One recorded case is that of Antonio Farfán, a puppeteer prosecuted in 1729. Farfán, who traveled through the Bajío performing acts of prestidigitation—such as restoring a cut ribbon or alleged divination—was denounced under suspicion of a demonic pact, a situation exacerbated by the artist's own claims regarding the possession of occult knowledge. The Inquisition investigated these acts, considering them a risk to public faith.

Likewise, in 1769, Juan Miguel de Churumbela, a Mulatto maromero, was prosecuted. Churumbela used illusionism techniques to simulate the extraction of foreign objects from the bodies of the sick, charging for these alleged cures. His trial evidences the use of scenic skills for fraudulent purposes and ecclesiastical surveillance over practices that could contravene religious or medical orthodoxy.

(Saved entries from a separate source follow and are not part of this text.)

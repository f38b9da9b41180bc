pub mod item_parser;
pub mod item_serializer;
pub mod rtf;
pub mod source;

pub use item_parser::parse;
pub use item_serializer::{apply_checkbox_states, reconstruct};
pub use source::{ParseError, decode_source};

The use of religious imagery in shows was also a source of conflict. The indigenous performer José Antonio de Jesús Juárez was persecuted for performing transformation tricks using prints of saints. For the Holy Office, the manipulation of sacred images in a context of profane entertainment constituted irreverence.

== Daily life, itinerancy, and organization ==
The practice of the Novohispanic maromero was characterized by itinerancy. Due to restrictions at the Coliseo in the capital, numerous troupes traveled through the provinces, moving toward destinations such as Puebla, Querétaro, Guadalajara, or Veracruz. These transfers involved risks associated with road safety and weather conditions, as well as negotiations with local authorities. Alcaldes mayores and corregidores frequently requested payments or private performances in exchange for operating permits.

Guild organization was fundamentally based on family nuclei, transmitting the trade from generation to generation, as observed in the records of families such as the Ortiz or Rato families. The division of labor usually integrated all members: men generally executed acts of strength and balance, while women and children participated in pantomimes and dances. Female participation, exemplified by figures such as "La Romanita", was a constant, although their public exposure generated diverse opinions regarding the social norms of the era.

Economic instability led many maromeros to engage in pluriactivity. Judicial files indicate that various artists declared alternative trades such as weavers, bakers, tailors, or servants, practicing maroma seasonally or complementarily as a strategy for economic subsistence.